● **WORK TASK**: Needed from the data below: all lines that contain the word "UnknownCategory".
• • •
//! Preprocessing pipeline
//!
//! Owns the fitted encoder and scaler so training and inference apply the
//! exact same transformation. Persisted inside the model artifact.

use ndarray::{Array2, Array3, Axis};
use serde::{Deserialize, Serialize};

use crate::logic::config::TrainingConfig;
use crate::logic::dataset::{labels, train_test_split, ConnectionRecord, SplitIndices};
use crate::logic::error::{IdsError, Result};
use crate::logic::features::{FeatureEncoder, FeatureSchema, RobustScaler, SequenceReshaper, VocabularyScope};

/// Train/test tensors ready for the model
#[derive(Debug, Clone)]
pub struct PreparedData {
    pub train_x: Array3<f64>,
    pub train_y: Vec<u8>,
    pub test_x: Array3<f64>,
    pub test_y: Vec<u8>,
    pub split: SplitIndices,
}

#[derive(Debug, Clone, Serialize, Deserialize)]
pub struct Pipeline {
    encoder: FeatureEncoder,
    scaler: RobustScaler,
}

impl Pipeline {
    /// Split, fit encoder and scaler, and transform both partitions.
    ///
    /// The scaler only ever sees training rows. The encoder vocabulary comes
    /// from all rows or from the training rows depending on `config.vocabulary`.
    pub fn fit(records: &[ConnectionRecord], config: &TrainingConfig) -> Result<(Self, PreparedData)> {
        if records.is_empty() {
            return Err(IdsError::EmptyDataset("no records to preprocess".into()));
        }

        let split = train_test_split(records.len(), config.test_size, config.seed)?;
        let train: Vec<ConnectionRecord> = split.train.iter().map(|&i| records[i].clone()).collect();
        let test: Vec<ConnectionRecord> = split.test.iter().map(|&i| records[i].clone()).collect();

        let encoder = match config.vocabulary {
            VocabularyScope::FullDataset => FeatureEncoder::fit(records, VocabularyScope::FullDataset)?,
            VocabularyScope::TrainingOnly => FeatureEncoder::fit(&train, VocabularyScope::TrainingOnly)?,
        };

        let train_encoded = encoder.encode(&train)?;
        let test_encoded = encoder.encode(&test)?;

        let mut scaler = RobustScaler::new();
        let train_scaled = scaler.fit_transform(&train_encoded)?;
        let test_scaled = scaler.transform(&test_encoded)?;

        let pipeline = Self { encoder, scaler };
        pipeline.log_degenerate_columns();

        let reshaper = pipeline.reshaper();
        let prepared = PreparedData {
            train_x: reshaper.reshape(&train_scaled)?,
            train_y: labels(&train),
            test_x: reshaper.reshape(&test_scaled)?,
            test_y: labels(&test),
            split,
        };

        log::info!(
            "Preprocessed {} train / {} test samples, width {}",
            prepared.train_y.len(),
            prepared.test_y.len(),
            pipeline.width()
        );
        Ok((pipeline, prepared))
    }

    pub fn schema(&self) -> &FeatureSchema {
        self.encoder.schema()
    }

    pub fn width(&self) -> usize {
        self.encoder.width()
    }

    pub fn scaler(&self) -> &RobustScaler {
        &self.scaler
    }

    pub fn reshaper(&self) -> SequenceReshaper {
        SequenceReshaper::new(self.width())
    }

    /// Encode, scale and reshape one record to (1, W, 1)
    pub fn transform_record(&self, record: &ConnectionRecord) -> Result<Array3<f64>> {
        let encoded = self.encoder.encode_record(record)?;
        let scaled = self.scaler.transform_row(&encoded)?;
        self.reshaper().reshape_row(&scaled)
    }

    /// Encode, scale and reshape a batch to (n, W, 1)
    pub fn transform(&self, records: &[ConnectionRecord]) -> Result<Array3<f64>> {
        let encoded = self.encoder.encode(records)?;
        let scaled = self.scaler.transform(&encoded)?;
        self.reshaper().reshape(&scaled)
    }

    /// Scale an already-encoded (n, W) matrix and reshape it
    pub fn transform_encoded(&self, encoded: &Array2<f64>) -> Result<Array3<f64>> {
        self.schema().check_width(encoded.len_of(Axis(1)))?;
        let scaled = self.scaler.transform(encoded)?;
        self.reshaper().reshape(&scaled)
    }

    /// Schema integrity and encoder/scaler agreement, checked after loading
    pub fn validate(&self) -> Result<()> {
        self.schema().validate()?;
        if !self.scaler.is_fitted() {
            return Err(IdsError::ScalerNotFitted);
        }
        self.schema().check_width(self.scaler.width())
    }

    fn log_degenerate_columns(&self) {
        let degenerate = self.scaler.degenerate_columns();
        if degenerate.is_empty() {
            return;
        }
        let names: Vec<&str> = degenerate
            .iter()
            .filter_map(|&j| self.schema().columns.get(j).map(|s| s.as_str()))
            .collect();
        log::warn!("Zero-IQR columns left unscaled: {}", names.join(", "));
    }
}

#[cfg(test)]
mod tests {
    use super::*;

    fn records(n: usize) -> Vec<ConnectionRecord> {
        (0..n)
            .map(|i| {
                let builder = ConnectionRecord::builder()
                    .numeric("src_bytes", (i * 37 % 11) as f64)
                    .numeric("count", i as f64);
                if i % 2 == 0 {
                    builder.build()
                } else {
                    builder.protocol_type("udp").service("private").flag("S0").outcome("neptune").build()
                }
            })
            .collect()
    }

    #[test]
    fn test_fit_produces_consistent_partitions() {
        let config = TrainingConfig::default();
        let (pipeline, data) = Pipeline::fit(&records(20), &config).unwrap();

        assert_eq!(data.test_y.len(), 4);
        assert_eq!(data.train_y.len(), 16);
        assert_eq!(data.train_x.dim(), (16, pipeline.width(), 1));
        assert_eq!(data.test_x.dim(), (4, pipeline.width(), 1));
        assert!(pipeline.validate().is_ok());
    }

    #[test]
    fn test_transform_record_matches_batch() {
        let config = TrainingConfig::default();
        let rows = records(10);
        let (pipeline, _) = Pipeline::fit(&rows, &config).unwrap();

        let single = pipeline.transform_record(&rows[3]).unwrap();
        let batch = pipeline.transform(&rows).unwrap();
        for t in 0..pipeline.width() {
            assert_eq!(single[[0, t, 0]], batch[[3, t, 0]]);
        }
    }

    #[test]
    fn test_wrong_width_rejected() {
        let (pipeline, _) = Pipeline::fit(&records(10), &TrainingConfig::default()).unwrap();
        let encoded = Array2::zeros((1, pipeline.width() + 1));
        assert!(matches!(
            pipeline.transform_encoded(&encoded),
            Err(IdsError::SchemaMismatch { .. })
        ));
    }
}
• • •
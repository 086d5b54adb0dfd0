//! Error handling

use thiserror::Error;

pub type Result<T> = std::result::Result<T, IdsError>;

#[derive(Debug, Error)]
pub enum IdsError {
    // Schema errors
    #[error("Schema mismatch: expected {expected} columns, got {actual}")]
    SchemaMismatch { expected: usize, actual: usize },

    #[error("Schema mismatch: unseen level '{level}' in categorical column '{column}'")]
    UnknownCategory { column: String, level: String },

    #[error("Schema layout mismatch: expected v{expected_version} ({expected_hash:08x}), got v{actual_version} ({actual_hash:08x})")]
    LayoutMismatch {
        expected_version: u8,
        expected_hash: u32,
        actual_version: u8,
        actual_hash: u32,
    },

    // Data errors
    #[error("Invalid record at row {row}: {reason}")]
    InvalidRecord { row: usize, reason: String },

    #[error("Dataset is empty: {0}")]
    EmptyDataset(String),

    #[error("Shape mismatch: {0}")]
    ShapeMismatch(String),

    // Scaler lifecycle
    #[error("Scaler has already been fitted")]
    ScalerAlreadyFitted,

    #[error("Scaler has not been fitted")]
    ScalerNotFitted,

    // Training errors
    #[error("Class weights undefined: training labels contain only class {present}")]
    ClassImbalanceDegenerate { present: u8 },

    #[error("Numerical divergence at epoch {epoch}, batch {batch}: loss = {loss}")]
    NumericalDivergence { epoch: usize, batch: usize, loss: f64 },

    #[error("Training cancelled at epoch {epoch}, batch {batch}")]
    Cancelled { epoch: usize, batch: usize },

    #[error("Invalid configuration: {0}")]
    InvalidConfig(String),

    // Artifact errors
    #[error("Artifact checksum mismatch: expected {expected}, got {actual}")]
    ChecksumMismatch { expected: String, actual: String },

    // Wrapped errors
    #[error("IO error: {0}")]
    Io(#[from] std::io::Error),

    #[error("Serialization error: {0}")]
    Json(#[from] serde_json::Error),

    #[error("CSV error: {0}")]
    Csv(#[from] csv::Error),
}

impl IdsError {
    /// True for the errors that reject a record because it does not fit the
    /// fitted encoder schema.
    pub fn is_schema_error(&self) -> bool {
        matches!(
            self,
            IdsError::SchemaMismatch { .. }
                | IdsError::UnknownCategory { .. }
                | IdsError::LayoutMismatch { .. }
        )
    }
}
• • •
● **SOLUTION TO THE PROBLEM**:
    UnknownCategory { column: String, level: String },
                | IdsError::UnknownCategory { .. }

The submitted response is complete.